//! Composable field rule checking
//!
//! A [`RuleSet`] maps field names to ordered lists of [`Rule`]s over a
//! projection type. Checking runs every rule of every field and collects all
//! failures into one [`ValidationErrors`] instead of stopping at the first.

use std::fmt;

use serde::{Deserialize, Serialize};
use tracing::{debug, warn};

/// A single failed rule on a named field
#[derive(Debug, Clone, PartialEq, Eq, Serialize, Deserialize)]
pub struct FieldError {
    pub field: String,
    pub message: String,
}

impl FieldError {
    pub fn new(field: impl Into<String>, message: impl Into<String>) -> Self {
        Self {
            field: field.into(),
            message: message.into(),
        }
    }
}

/// Every violation found in one validation pass
#[derive(Debug, Clone, Default, PartialEq, Eq, Serialize)]
#[serde(transparent)]
pub struct ValidationErrors(Vec<FieldError>);

impl ValidationErrors {
    pub fn is_empty(&self) -> bool {
        self.0.is_empty()
    }

    pub fn len(&self) -> usize {
        self.0.len()
    }

    pub fn iter(&self) -> impl Iterator<Item = &FieldError> {
        self.0.iter()
    }

    /// Messages reported for one field, in rule order
    pub fn messages_for<'a>(&'a self, field: &'a str) -> impl Iterator<Item = &'a str> {
        self.0
            .iter()
            .filter(move |e| e.field == field)
            .map(|e| e.message.as_str())
    }

    /// Whether any rule failed on the given field
    pub fn has_field(&self, field: &str) -> bool {
        self.0.iter().any(|e| e.field == field)
    }

    pub fn into_vec(self) -> Vec<FieldError> {
        self.0
    }
}

impl From<Vec<FieldError>> for ValidationErrors {
    fn from(errors: Vec<FieldError>) -> Self {
        Self(errors)
    }
}

impl From<validator::ValidationErrors> for ValidationErrors {
    fn from(errors: validator::ValidationErrors) -> Self {
        let mut collected: Vec<FieldError> = errors
            .field_errors()
            .into_iter()
            .flat_map(|(field, field_errors)| {
                let field = field.to_string();
                field_errors.iter().map(move |err| {
                    let message = err
                        .message
                        .as_ref()
                        .map(ToString::to_string)
                        .unwrap_or_else(|| format!("{} is invalid ({})", field, err.code));
                    FieldError::new(field.clone(), message)
                })
            })
            .collect();

        // validator hands fields back in hash order
        collected.sort_by(|a, b| a.field.cmp(&b.field));
        Self(collected)
    }
}

impl fmt::Display for ValidationErrors {
    fn fmt(&self, f: &mut fmt::Formatter<'_>) -> fmt::Result {
        let mut first = true;

        for error in &self.0 {
            if !first {
                write!(f, "; ")?;
            }
            write!(f, "{}: {}", error.field, error.message)?;
            first = false;
        }

        Ok(())
    }
}

type Predicate<T> = Box<dyn Fn(&T) -> bool + Send + Sync>;
type FieldCheck<S> = Box<dyn Fn(&S) -> Vec<String> + Send + Sync>;

/// A predicate paired with the message reported when it does not hold
pub struct Rule<T: ?Sized> {
    message: String,
    predicate: Predicate<T>,
}

impl<T: ?Sized> Rule<T> {
    pub fn new(
        message: impl Into<String>,
        predicate: impl Fn(&T) -> bool + Send + Sync + 'static,
    ) -> Self {
        Self {
            message: message.into(),
            predicate: Box::new(predicate),
        }
    }

    pub fn message(&self) -> &str {
        &self.message
    }

    pub fn holds(&self, value: &T) -> bool {
        (self.predicate)(value)
    }
}

impl<T: ?Sized> fmt::Debug for Rule<T> {
    fn fmt(&self, f: &mut fmt::Formatter<'_>) -> fmt::Result {
        f.debug_struct("Rule")
            .field("message", &self.message)
            .finish_non_exhaustive()
    }
}

fn failures<T: ?Sized>(rules: &[Rule<T>], value: &T) -> Vec<String> {
    rules
        .iter()
        .filter(|rule| !rule.holds(value))
        .map(|rule| rule.message.clone())
        .collect()
}

/// Ordered mapping from field name to the rules checked against it
pub struct RuleSet<S> {
    fields: Vec<(&'static str, FieldCheck<S>)>,
}

impl<S: 'static> RuleSet<S> {
    pub fn new() -> Self {
        Self { fields: Vec::new() }
    }

    /// Add a required field whose rules always run
    pub fn field<T, F>(mut self, name: &'static str, accessor: F, rules: Vec<Rule<T>>) -> Self
    where
        T: ?Sized + 'static,
        F: Fn(&S) -> &T + Send + Sync + 'static,
    {
        let check = move |subject: &S| failures(&rules, accessor(subject));
        self.fields.push((name, Box::new(check)));
        self
    }

    /// Add an optional field whose rules only run when a value is present
    pub fn optional_field<T, F>(
        mut self,
        name: &'static str,
        accessor: F,
        rules: Vec<Rule<T>>,
    ) -> Self
    where
        T: ?Sized + 'static,
        F: Fn(&S) -> Option<&T> + Send + Sync + 'static,
    {
        let check = move |subject: &S| {
            accessor(subject)
                .map(|value| failures(&rules, value))
                .unwrap_or_default()
        };
        self.fields.push((name, Box::new(check)));
        self
    }

    /// Run every rule and aggregate all failures
    pub fn check(&self, subject: &S) -> Result<(), ValidationErrors> {
        let errors: Vec<FieldError> = self
            .fields
            .iter()
            .flat_map(|(name, check)| {
                check(subject)
                    .into_iter()
                    .map(move |message| FieldError::new(*name, message))
            })
            .collect();

        if errors.is_empty() {
            Ok(())
        } else {
            Err(ValidationErrors(errors))
        }
    }
}

impl<S: 'static> Default for RuleSet<S> {
    fn default() -> Self {
        Self::new()
    }
}

impl<S> fmt::Debug for RuleSet<S> {
    fn fmt(&self, f: &mut fmt::Formatter<'_>) -> fmt::Result {
        f.debug_list()
            .entries(self.fields.iter().map(|(name, _)| name))
            .finish()
    }
}

/// Reusable rule constructors
pub mod rules {
    use super::Rule;

    pub fn not_empty(message: impl Into<String>) -> Rule<str> {
        Rule::new(message, |value: &str| !value.is_empty())
    }

    /// Length bound counted in characters, not bytes
    pub fn max_chars(max: usize, message: impl Into<String>) -> Rule<str> {
        Rule::new(message, move |value: &str| value.chars().count() <= max)
    }

    pub fn finite(message: impl Into<String>) -> Rule<f64> {
        Rule::new(message, |value: &f64| value.is_finite())
    }

    pub fn min(min: f64, message: impl Into<String>) -> Rule<f64> {
        Rule::new(message, move |value: &f64| *value >= min)
    }

    pub fn max(max: f64, message: impl Into<String>) -> Rule<f64> {
        Rule::new(message, move |value: &f64| *value <= max)
    }

    pub fn max_decimal_places(max: usize, message: impl Into<String>) -> Rule<f64> {
        Rule::new(message, move |value: &f64| decimal_places(*value) <= max)
    }

    /// Digits after the point in the shortest round-trip rendering
    pub fn decimal_places(value: f64) -> usize {
        let rendered = value.to_string();
        rendered
            .split_once('.')
            .map_or(0, |(_, fraction)| fraction.len())
    }
}

/// Hook notified of every validation outcome
///
/// Validation results never depend on the observer.
pub trait ValidationObserver: Send + Sync + fmt::Debug {
    fn on_valid(&self, entity: &str, id: &str);

    fn on_invalid(&self, entity: &str, id: &str, errors: &ValidationErrors);
}

/// Emits structured `tracing` events
#[derive(Debug, Default, Clone, Copy)]
pub struct TracingValidationObserver;

impl ValidationObserver for TracingValidationObserver {
    fn on_valid(&self, entity: &str, id: &str) {
        debug!(entity, id, "Entity validated");
    }

    fn on_invalid(&self, entity: &str, id: &str, errors: &ValidationErrors) {
        warn!(
            entity,
            id,
            error_count = errors.len(),
            errors = %errors,
            "Entity validation failed"
        );
    }
}

/// Discards every notification
#[derive(Debug, Default, Clone, Copy)]
pub struct NoopValidationObserver;

impl ValidationObserver for NoopValidationObserver {
    fn on_valid(&self, _entity: &str, _id: &str) {}

    fn on_invalid(&self, _entity: &str, _id: &str, _errors: &ValidationErrors) {}
}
::::
What is required → Using the word "ValidationErrors" as the filter, copy each matching line from the material.

Expected answer →
//! failures into one [`ValidationErrors`] instead of stopping at the first.
pub struct ValidationErrors(Vec<FieldError>);
impl ValidationErrors {
impl From<Vec<FieldError>> for ValidationErrors {
impl From<validator::ValidationErrors> for ValidationErrors {
    fn from(errors: validator::ValidationErrors) -> Self {
impl fmt::Display for ValidationErrors {
    pub fn check(&self, subject: &S) -> Result<(), ValidationErrors> {
            Err(ValidationErrors(errors))
    fn on_invalid(&self, entity: &str, id: &str, errors: &ValidationErrors);
    fn on_invalid(&self, entity: &str, id: &str, errors: &ValidationErrors) {
    fn on_invalid(&self, _entity: &str, _id: &str, _errors: &ValidationErrors) {}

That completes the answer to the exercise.